Julia: Support guards/filters in comprehensions

Created on 9 Mar 2012  Â·  39Comments  Â·  Source: JuliaLang/julia

Quoting @rtzui in #547:
On the other hand more powerful:

x=[1,2,3,4,510,1,2,3,1,9]
y=[sqrt(a) | a ∈ x, x%2==0]

(Discussion from @pao)
There is an open syntactic question. The Haskell syntax (shown above) has guards as boolean expressions separated by commas and interspersed with membership assertions, which works as long as you can tell the difference between an expression evaluating to a boolean and a loop assignment statement. Python uses the keyword "if" to precede each guard. I'm sure there are other approaches as well.

(From @JeffBezanson)
It's maybe not ideal, but you can accomplish this as:

x=[1,2,3,4,510,1,2,3,1,9]
y=[sqrt(a) | a in x[x%2==0] ]

Most helpful comment

I know there's been a lot of discussion around final 0.5 feature triage, but I think this would be a great candidate. I'd hate for us to release 0.5 with generators only to have python-users everywhere wonder why this didn't come with it. From the discussion in https://github.com/JuliaLang/julia/pull/15023, it sounds like a pretty straightforward parsing re-write, which does limit the number of devs who'd feel comfortable making the change, but I think it'd be well worth it.

All 39 comments

Jeff's workaround for this particular case is fine, but in general guards could include multiple comprehension variables, as in the Cartesian product except the diagonal:

Prelude> [(a,b) | a <- [1..4], b <- [1..4], a /= b]
[(1,2),(1,3),(1,4),(2,1),(2,3),(2,4),(3,1),(3,2),(3,4),(4,1),(4,2),(4,3)]
>>> [(a,b) for a in range(1,5) for b in range(1,5) if a != b]
[(1, 2), (1, 3), (1, 4), (2, 1), (2, 3), (2, 4), (3, 1), (3, 2), (3, 4), (4, 1), (4, 2), (4, 3)]

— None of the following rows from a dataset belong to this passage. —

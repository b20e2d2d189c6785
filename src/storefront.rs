//! Application root
//!
//! Owns the session, the cart and the checkout flow, all sharing one
//! `ApiClient`. Every action ends with `sync_auth`, which keeps the cart in
//! step with the session: loaded when a user is present, dropped the moment
//! there is none (including after a failed token refresh).

use std::sync::Arc;

use crate::api::ApiClient;
use crate::auth::{AuthError, Session, SessionManager};
use crate::cart::{CartError, CartSynchronizer};
use crate::checkout::{
    Checkout, CheckoutError, PaymentDetails, PaymentOutcome, PaymentProvider, PendingPayment,
};
use crate::models::{Credentials, ProfileUpdate, Registration, ShippingInfo};

pub struct Storefront {
    api: Arc<ApiClient>,
    session: SessionManager,
    cart: CartSynchronizer,
    checkout: Checkout,
}

impl Storefront {
    pub fn new(api: Arc<ApiClient>) -> Self {
        Self {
            session: SessionManager::new(api.clone()),
            cart: CartSynchronizer::new(api.clone()),
            checkout: Checkout::new(api.clone()),
            api,
        }
    }

    pub fn api(&self) -> &ApiClient {
        &self.api
    }

    pub fn session(&self) -> &Session {
        self.session.session()
    }

    pub fn cart(&self) -> &CartSynchronizer {
        &self.cart
    }

    pub fn checkout(&self) -> &Checkout {
        &self.checkout
    }

    /// Restore a persisted session and its cart.
    pub async fn start(&mut self) {
        self.session.bootstrap().await;
        self.sync_auth().await;
    }

    pub async fn login(&mut self, credentials: &Credentials) -> Result<(), AuthError> {
        let result = self.session.login(credentials).await;
        self.sync_auth().await;
        result
    }

    pub async fn register(&mut self, registration: &Registration) -> Result<(), AuthError> {
        let result = self.session.register(registration).await;
        self.sync_auth().await;
        result
    }

    pub fn logout(&mut self) {
        self.session.logout();
        self.cart.deactivate();
    }

    pub async fn update_profile(&mut self, changes: &ProfileUpdate) -> Result<(), AuthError> {
        let result = self.session.update_profile(changes).await;
        self.sync_auth().await;
        result
    }

    pub async fn add_to_cart(&mut self, product_id: u64, quantity: u32) -> Result<(), CartError> {
        let result = self.cart.add_item(product_id, quantity).await;
        self.sync_auth().await;
        result
    }

    pub async fn update_cart_item(
        &mut self,
        item_id: u64,
        quantity: u32,
    ) -> Result<(), CartError> {
        let result = self.cart.update_item(item_id, quantity).await;
        self.sync_auth().await;
        result
    }

    pub async fn remove_from_cart(&mut self, item_id: u64) -> Result<(), CartError> {
        let result = self.cart.remove_item(item_id).await;
        self.sync_auth().await;
        result
    }

    pub async fn clear_cart(&mut self) -> Result<(), CartError> {
        let result = self.cart.clear().await;
        self.sync_auth().await;
        result
    }

    /// Create an order from the current cart. The server empties the cart
    /// once the order exists, so the cart is reloaded afterwards.
    pub async fn create_order(
        &mut self,
        shipping: &ShippingInfo,
    ) -> Result<PendingPayment, CheckoutError> {
        if !self.session().is_authenticated() {
            return Err(CheckoutError::NotAuthenticated);
        }

        let result = self
            .checkout
            .create_order(self.cart.cart(), shipping)
            .await;
        if result.is_ok() {
            if let Err(e) = self.cart.load().await {
                tracing::warn!("Cart not reloaded after order: {}", e);
            }
        }
        self.sync_auth().await;
        result
    }

    pub async fn confirm_payment(
        &mut self,
        pending: PendingPayment,
        provider: &dyn PaymentProvider,
        details: &PaymentDetails,
    ) -> PaymentOutcome {
        let outcome = self
            .checkout
            .confirm_payment(pending, provider, details)
            .await;
        self.sync_auth().await;
        outcome
    }

    async fn sync_auth(&mut self) {
        if self.api.take_forced_logout() {
            self.session.expire();
        }

        if !self.session().is_authenticated() {
            self.cart.deactivate();
            return;
        }

        if !self.cart.is_active() {
            if let Err(e) = self.cart.activate().await {
                tracing::warn!("Cart not loaded: {}", e);
            }
            if self.api.take_forced_logout() {
                self.session.expire();
                self.cart.deactivate();
            }
        }
    }
}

I don't see how to get there with the current list comprehension capabilities.

I call what we have array comprehensions. The size of the output array is determined by the ranges before the computation starts, and that would be difficult with guards. One could always extract a subarray at the end though, if guards are used, and they should not be too difficult to implement either.

We do need to debate if we want this, and the actual syntax. @StefanKarpinski Given that you came up with the original comprehensions idea, what are your thoughts?

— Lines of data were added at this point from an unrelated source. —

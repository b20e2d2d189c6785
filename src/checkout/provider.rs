//! Payment provider seam
//!
//! Confirmation happens between the client and the provider; the storefront
//! server only issues the secret up front and records the receipt after.

use futures::future::BoxFuture;
use serde::Deserialize;

const STRIPE_API: &str = "https://api.stripe.com";

/// Instrument used to pay
#[derive(Debug, Clone)]
pub enum PaymentMethod {
    /// A payment method id already known to the provider (`pm_...`).
    Saved(String),
    Card(CardDetails),
}

#[derive(Debug, Clone)]
pub struct CardDetails {
    pub number: String,
    pub exp_month: u8,
    pub exp_year: u16,
    pub cvc: String,
}

#[derive(Debug, Clone)]
pub struct PaymentDetails {
    pub method: PaymentMethod,
    pub billing_name: Option<String>,
}

/// Provider's view of the payment after confirmation
#[derive(Debug, Clone, PartialEq, Eq)]
pub struct ProviderReceipt {
    pub id: String,
    pub status: String,
}

impl ProviderReceipt {
    pub fn succeeded(&self) -> bool {
        self.status == "succeeded"
    }
}

#[derive(Debug, Clone, PartialEq, Eq, thiserror::Error)]
pub enum ProviderError {
    /// Rejected by the provider; the message is meant for the customer.
    #[error("{0}")]
    Declined(String),
    #[error("payment provider unreachable: {0}")]
    Unexpected(String),
}

pub trait PaymentProvider: Send + Sync {
    fn confirm_card_payment<'a>(
        &'a self,
        client_secret: &'a str,
        details: &'a PaymentDetails,
    ) -> BoxFuture<'a, Result<ProviderReceipt, ProviderError>>;
}

/// PaymentIntent id embedded in a client secret (`pi_123_secret_abc`).
pub fn intent_id(client_secret: &str) -> &str {
    client_secret
        .split_once("_secret_")
        .map_or(client_secret, |(id, _)| id)
}

#[derive(Debug, Deserialize)]
struct IntentResponse {
    id: String,
    status: String,
}

#[derive(Debug, Deserialize)]
struct ErrorEnvelope {
    error: ErrorBody,
}

#[derive(Debug, Deserialize)]
struct ErrorBody {
    message: Option<String>,
}

/// Confirms PaymentIntents with the publishable key, as a browser would.
pub struct StripeProvider {
    http: reqwest::Client,
    publishable_key: String,
    base_url: String,
}

impl StripeProvider {
    pub fn new(publishable_key: impl Into<String>) -> Self {
        Self {
            http: reqwest::Client::new(),
            publishable_key: publishable_key.into(),
            base_url: STRIPE_API.to_string(),
        }
    }

    fn form(client_secret: &str, details: &PaymentDetails) -> Vec<(String, String)> {
        let mut form = vec![("client_secret".to_string(), client_secret.to_string())];
        match details.method {
            PaymentMethod::Saved(ref id) => {
                form.push(("payment_method".into(), id.clone()));
            }
            PaymentMethod::Card(ref card) => {
                form.push(("payment_method_data[type]".into(), "card".into()));
                form.push(("payment_method_data[card][number]".into(), card.number.clone()));
                form.push((
                    "payment_method_data[card][exp_month]".into(),
                    card.exp_month.to_string(),
                ));
                form.push((
                    "payment_method_data[card][exp_year]".into(),
                    card.exp_year.to_string(),
                ));
                form.push(("payment_method_data[card][cvc]".into(), card.cvc.clone()));
                if let Some(ref name) = details.billing_name {
                    form.push((
                        "payment_method_data[billing_details][name]".into(),
                        name.clone(),
                    ));
                }
            }
        }
        form
    }
}

impl PaymentProvider for StripeProvider {
    fn confirm_card_payment<'a>(
        &'a self,
        client_secret: &'a str,
        details: &'a PaymentDetails,
    ) -> BoxFuture<'a, Result<ProviderReceipt, ProviderError>> {
        Box::pin(async move {
            let url = format!(
                "{}/v1/payment_intents/{}/confirm",
                self.base_url,
                intent_id(client_secret)
            );
            tracing::debug!("Confirming payment at {}", url);

            let resp = self
                .http
                .post(&url)
                .bearer_auth(&self.publishable_key)
                .form(&Self::form(client_secret, details))
                .send()
                .await
                .map_err(|e| ProviderError::Unexpected(e.to_string()))?;

            let status = resp.status();
            let body = resp
                .bytes()
                .await
                .map_err(|e| ProviderError::Unexpected(e.to_string()))?;

            if !status.is_success() {
                let message = serde_json::from_slice::<ErrorEnvelope>(&body)
                    .ok()
                    .and_then(|env| env.error.message)
                    .unwrap_or_else(|| format!("Payment failed (HTTP {})", status.as_u16()));
                return Err(ProviderError::Declined(message));
            }

            let intent: IntentResponse = serde_json::from_slice(&body)
                .map_err(|e| ProviderError::Unexpected(e.to_string()))?;
            Ok(ProviderReceipt {
                id: intent.id,
                status: intent.status,
            })
        })
    }
}

#[cfg(test)]
pub mod mock {
    use std::sync::Mutex;

    use super::*;

    /// Provider returning a fixed result and counting calls.
    pub struct MockProvider {
        result: Result<ProviderReceipt, ProviderError>,
        secrets: Mutex<Vec<String>>,
    }

    impl MockProvider {
        pub fn succeeding(intent: &str) -> Self {
            Self::with(Ok(ProviderReceipt {
                id: intent.to_string(),
                status: "succeeded".to_string(),
            }))
        }

        pub fn with(result: Result<ProviderReceipt, ProviderError>) -> Self {
            Self {
                result,
                secrets: Mutex::new(Vec::new()),
            }
        }

        pub fn secrets(&self) -> Vec<String> {
            self.secrets.lock().unwrap().clone()
        }
    }

    impl PaymentProvider for MockProvider {
        fn confirm_card_payment<'a>(
            &'a self,
            client_secret: &'a str,
            _details: &'a PaymentDetails,
        ) -> BoxFuture<'a, Result<ProviderReceipt, ProviderError>> {
            self.secrets.lock().unwrap().push(client_secret.to_string());
            let result = self.result.clone();
            Box::pin(async move { result })
        }
    }
}
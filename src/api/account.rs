//! Authentication and profile endpoints (`/auth/...`)

use super::transport::ApiRequest;
use super::{ApiClient, ApiError};
use crate::models::{
    AuthResponse, Credentials, ProfileResponse, ProfileUpdate, Registration, User,
};

impl ApiClient {
    pub async fn register(&self, registration: &Registration) -> Result<AuthResponse, ApiError> {
        self.send_json(ApiRequest::post("/auth/register/").json(registration)?)
            .await
    }

    pub async fn login(&self, credentials: &Credentials) -> Result<AuthResponse, ApiError> {
        self.send_json(ApiRequest::post("/auth/login/").json(credentials)?)
            .await
    }

    pub async fn current_user(&self) -> Result<User, ApiError> {
        self.send_json(ApiRequest::get("/auth/profile/")).await
    }

    pub async fn update_profile(&self, changes: &ProfileUpdate) -> Result<User, ApiError> {
        let resp: ProfileResponse = self
            .send_json(ApiRequest::patch("/auth/profile/").json(changes)?)
            .await?;
        Ok(resp.user)
    }
}
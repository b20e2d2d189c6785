//! Authentication: token storage and the session manager

pub mod session;
pub mod tokens;

pub use session::{AuthError, Session, SessionManager, SessionStatus};
#[cfg(test)]
pub use tokens::MemoryTokenStore;
pub use tokens::{token_expiry, TokenPair, TokenStore};
//! Cart models

use rust_decimal::Decimal;
use serde::{Deserialize, Serialize};

use super::Product;

/// One cart line. `total_price` is computed by the server.
#[derive(Debug, Clone, PartialEq, Serialize, Deserialize)]
pub struct CartItem {
    pub id: u64,
    pub product: Product,
    pub quantity: u32,
    pub total_price: Decimal,
}

/// Authoritative cart as returned by `/api/cart/current/`
#[derive(Debug, Clone, PartialEq, Serialize, Deserialize)]
pub struct Cart {
    #[serde(default)]
    pub id: Option<u64>,
    #[serde(default)]
    pub items: Vec<CartItem>,
    pub total_price: Decimal,
}

impl Cart {
    pub fn is_empty(&self) -> bool {
        self.items.is_empty()
    }
}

Filters and guards don't mix with multidimensional comprehensions. For 1-d comprehensions, I'm not convinced that it's really worth the additional syntax. What's the case for making it part of the syntax instead of just using a filter function?

/edit. here was something else, but it was BS.

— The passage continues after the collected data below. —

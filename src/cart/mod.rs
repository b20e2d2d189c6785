//! Cart synchronizer
//!
//! The server owns cart state. Every mutation is one remote call followed by
//! a full reload; totals are never computed here. The only local aggregate
//! is the item count shown next to the cart.

use std::sync::Arc;

use crate::api::{ApiClient, ApiError};
use crate::models::Cart;

#[derive(Debug, Clone, PartialEq, Eq, thiserror::Error)]
pub enum CartError {
    #[error("Please log in to use the cart")]
    NotAuthenticated,
    #[error("Quantity must be greater than 0")]
    InvalidQuantity,
    #[error("{0}")]
    Request(String),
}

pub struct CartSynchronizer {
    api: Arc<ApiClient>,
    cart: Option<Cart>,
    is_loading: bool,
    error: Option<String>,
    /// Set while a session is authenticated.
    active: bool,
}

impl CartSynchronizer {
    pub fn new(api: Arc<ApiClient>) -> Self {
        Self {
            api,
            cart: None,
            is_loading: false,
            error: None,
            active: false,
        }
    }

    pub fn cart(&self) -> Option<&Cart> {
        self.cart.as_ref()
    }

    pub fn is_loading(&self) -> bool {
        self.is_loading
    }

    pub fn error(&self) -> Option<&str> {
        self.error.as_deref()
    }

    pub fn is_active(&self) -> bool {
        self.active
    }

    /// Sum of quantities over the current items; 0 without a cart.
    pub fn item_count(&self) -> u32 {
        self.cart.as_ref().map_or(0, |cart| {
            cart.items
                .iter()
                .fold(0u32, |count, item| count.saturating_add(item.quantity))
        })
    }

    /// Session became authenticated: start tracking and load the cart.
    pub async fn activate(&mut self) -> Result<(), CartError> {
        self.active = true;
        self.load().await
    }

    /// Session ended: forget the cart immediately.
    pub fn deactivate(&mut self) {
        self.active = false;
        self.cart = None;
        self.error = None;
        self.is_loading = false;
    }

    /// Replace local state with the server's cart.
    pub async fn load(&mut self) -> Result<(), CartError> {
        self.ensure_active()?;

        self.is_loading = true;
        let result = self.api.current_cart().await;
        self.is_loading = false;

        match result {
            Ok(cart) => {
                tracing::debug!(
                    "Cart loaded: {} lines, total {}",
                    cart.items.len(),
                    cart.total_price
                );
                self.cart = Some(cart);
                self.error = None;
                Ok(())
            }
            Err(e) => Err(self.fail(e, "Failed to load cart")),
        }
    }

    pub async fn add_item(&mut self, product_id: u64, quantity: u32) -> Result<(), CartError> {
        self.ensure_active()?;
        if quantity == 0 {
            return Err(CartError::InvalidQuantity);
        }
        let result = self.api.add_cart_item(product_id, quantity).await;
        self.reload_after(result, "Failed to add item to cart").await
    }

    /// Quantity 0 is forwarded; the server drops the line.
    pub async fn update_item(&mut self, item_id: u64, quantity: u32) -> Result<(), CartError> {
        self.ensure_active()?;
        let result = self.api.update_cart_item(item_id, quantity).await;
        self.reload_after(result, "Failed to update cart item").await
    }

    pub async fn remove_item(&mut self, item_id: u64) -> Result<(), CartError> {
        self.ensure_active()?;
        let result = self.api.remove_cart_item(item_id).await;
        self.reload_after(result, "Failed to remove item from cart")
            .await
    }

    pub async fn clear(&mut self) -> Result<(), CartError> {
        self.ensure_active()?;
        let result = self.api.clear_cart().await;
        self.reload_after(result, "Failed to clear cart").await
    }

    /// On mutation failure the previous cart stays as it was.
    async fn reload_after(
        &mut self,
        result: Result<(), ApiError>,
        failure: &str,
    ) -> Result<(), CartError> {
        match result {
            Ok(()) => self.load().await,
            Err(e) => Err(self.fail(e, failure)),
        }
    }

    fn ensure_active(&self) -> Result<(), CartError> {
        if self.active {
            Ok(())
        } else {
            Err(CartError::NotAuthenticated)
        }
    }

    fn fail(&mut self, err: ApiError, message: &str) -> CartError {
        tracing::warn!("{}: {}", message, err);
        self.error = Some(message.to_string());
        CartError::Request(message.to_string())
    }
}

#[cfg(test)]
mod tests {
    use super::*;
    use crate::api::transport::mock::MockTransport;
    use crate::auth::MemoryTokenStore;
    use reqwest::Method;
    use rust_decimal::Decimal;
    use serde_json::{json, Value};

    const CURRENT: &str = "/api/cart/current/";

    fn line(id: u64, product_id: u64, quantity: u32, total: &str) -> Value {
        json!({
            "id": id,
            "product": {
                "id": product_id,
                "name": format!("Product {}", product_id),
                "price": "5.00"
            },
            "quantity": quantity,
            "total_price": total
        })
    }

    fn cart_json(lines: Vec<Value>, total: &str) -> Value {
        json!({"id": 1, "items": lines, "total_price": total})
    }

    fn synchronizer(mock: &Arc<MockTransport>) -> CartSynchronizer {
        let store = Arc::new(MemoryTokenStore::with_pair("acc", "ref"));
        CartSynchronizer::new(Arc::new(ApiClient::new(mock.clone(), store)))
    }

    #[test]
    fn test_item_count_without_cart() {
        let mock = Arc::new(MockTransport::new());
        assert_eq!(synchronizer(&mock).item_count(), 0);
    }

    #[test]
    fn test_item_count_saturates() {
        let mock = Arc::new(MockTransport::new());
        let mut sync = synchronizer(&mock);
        let lines = vec![line(1, 2, u32::MAX, "1.00"), line(2, 3, 5, "25.00")];
        sync.cart = Some(serde_json::from_value(cart_json(lines, "26.00")).unwrap());

        assert_eq!(sync.item_count(), u32::MAX);
    }

    #[tokio::test]
    async fn test_add_item_then_reload() {
        let mock = Arc::new(MockTransport::new());
        mock.reply(Method::GET, CURRENT, 200, cart_json(vec![], "0.00"))
            .reply(
                Method::GET,
                CURRENT,
                200,
                // Server-side pricing differs from quantity * unit price.
                cart_json(vec![line(10, 3, 2, "9.50")], "9.50"),
            );
        mock.reply(
            Method::POST,
            "/api/cart/add_item/",
            201,
            json!({"message": "Item added to cart"}),
        );
        let mut sync = synchronizer(&mock);
        sync.activate().await.unwrap();

        sync.add_item(3, 2).await.unwrap();

        let requests = mock.requests();
        let paths: Vec<_> = requests.iter().map(|r| r.path.as_str()).collect();
        assert_eq!(paths, vec![CURRENT, "/api/cart/add_item/", CURRENT]);
        assert_eq!(requests[1].body, Some(json!({"product_id": 3, "quantity": 2})));

        let cart = sync.cart().unwrap();
        assert_eq!(cart.total_price, Decimal::new(950, 2));
        assert_eq!(cart.items[0].total_price, Decimal::new(950, 2));
        assert_eq!(sync.item_count(), 2);
    }

    #[tokio::test]
    async fn test_every_mutation_shows_server_cart() {
        let mock = Arc::new(MockTransport::new());
        let snapshots = vec![
            cart_json(vec![line(1, 1, 1, "5.00")], "5.00"),
            cart_json(vec![line(1, 1, 4, "20.00"), line(2, 2, 1, "5.00")], "25.00"),
            cart_json(vec![line(2, 2, 1, "5.00")], "5.00"),
            cart_json(vec![], "0.00"),
        ];
        for snapshot in &snapshots {
            mock.reply(Method::GET, CURRENT, 200, snapshot.clone());
        }
        mock.reply(Method::PATCH, "/api/cart/update_item/", 200, json!({}));
        mock.reply(Method::DELETE, "/api/cart/remove_item/", 200, json!({}));
        mock.reply(Method::DELETE, "/api/cart/clear/", 200, json!({}));

        let mut sync = synchronizer(&mock);
        sync.activate().await.unwrap();
        let expect = |i: usize| serde_json::from_value::<Cart>(snapshots[i].clone()).unwrap();
        assert_eq!(sync.cart(), Some(&expect(0)));

        sync.update_item(1, 4).await.unwrap();
        assert_eq!(sync.cart(), Some(&expect(1)));
        assert_eq!(sync.item_count(), 5);

        sync.remove_item(1).await.unwrap();
        assert_eq!(sync.cart(), Some(&expect(2)));
        assert_eq!(
            mock.calls(Method::DELETE, "/api/cart/remove_item/")[0].body,
            Some(json!({"item_id": 1}))
        );

        sync.clear().await.unwrap();
        assert_eq!(sync.cart(), Some(&expect(3)));
        assert_eq!(sync.item_count(), 0);
    }

    #[tokio::test]
    async fn test_failed_mutation_leaves_cart_stale() {
        let mock = Arc::new(MockTransport::new());
        mock.reply(
            Method::GET,
            CURRENT,
            200,
            cart_json(vec![line(1, 1, 1, "5.00")], "5.00"),
        );
        mock.reply(
            Method::POST,
            "/api/cart/add_item/",
            400,
            json!({"error": "Insufficient stock"}),
        );
        let mut sync = synchronizer(&mock);
        sync.activate().await.unwrap();
        let before = sync.cart().cloned();

        let err = sync.add_item(1, 99).await.unwrap_err();
        assert_eq!(err, CartError::Request("Failed to add item to cart".into()));
        assert_eq!(sync.error(), Some("Failed to add item to cart"));
        assert_eq!(sync.cart().cloned(), before);
        // No reload and no retry after the failed mutation.
        assert_eq!(mock.calls(Method::GET, CURRENT).len(), 1);
        assert_eq!(mock.calls(Method::POST, "/api/cart/add_item/").len(), 1);
    }

    #[tokio::test]
    async fn test_inactive_cart_rejects_without_network() {
        let mock = Arc::new(MockTransport::new());
        let mut sync = synchronizer(&mock);

        assert_eq!(sync.add_item(1, 1).await, Err(CartError::NotAuthenticated));
        assert_eq!(sync.load().await, Err(CartError::NotAuthenticated));
        assert!(mock.requests().is_empty());
    }

    #[tokio::test]
    async fn test_zero_quantity_add_rejected_locally() {
        let mock = Arc::new(MockTransport::new());
        mock.reply(Method::GET, CURRENT, 200, cart_json(vec![], "0.00"));
        let mut sync = synchronizer(&mock);
        sync.activate().await.unwrap();

        assert_eq!(sync.add_item(1, 0).await, Err(CartError::InvalidQuantity));
        assert!(mock.calls(Method::POST, "/api/cart/add_item/").is_empty());
    }

    #[tokio::test]
    async fn test_deactivate_drops_cart() {
        let mock = Arc::new(MockTransport::new());
        mock.reply(
            Method::GET,
            CURRENT,
            200,
            cart_json(vec![line(1, 1, 3, "15.00")], "15.00"),
        );
        let mut sync = synchronizer(&mock);
        sync.activate().await.unwrap();
        assert_eq!(sync.item_count(), 3);

        sync.deactivate();
        assert!(sync.cart().is_none());
        assert_eq!(sync.item_count(), 0);
    }
}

I don't see the advantage of guards to array slices a la x[x>3], but it don't see the problem with multi dimensions since the slices already operate on multi dimension arrays.

multiple comprehension variables would be cool thou, but I think it would be cooler this way:

((1..4) insert appropriate operator here (1..4))[ (x,y) -> x /= y]

Because it doesn't work in higher dimensions: you can't just excise arbitrary items out of a matrix and still get a matrix.

One could set values to be excised to zero or some other default provided by the user. One could implement diag, triu, tril, spdiags, etc. using comprehensions. This kind of stuff would be great for experimenting and exploration. However, these would be bad implementations, since even though the running time complexity is the same, one ends up consuming many more flops than necessary.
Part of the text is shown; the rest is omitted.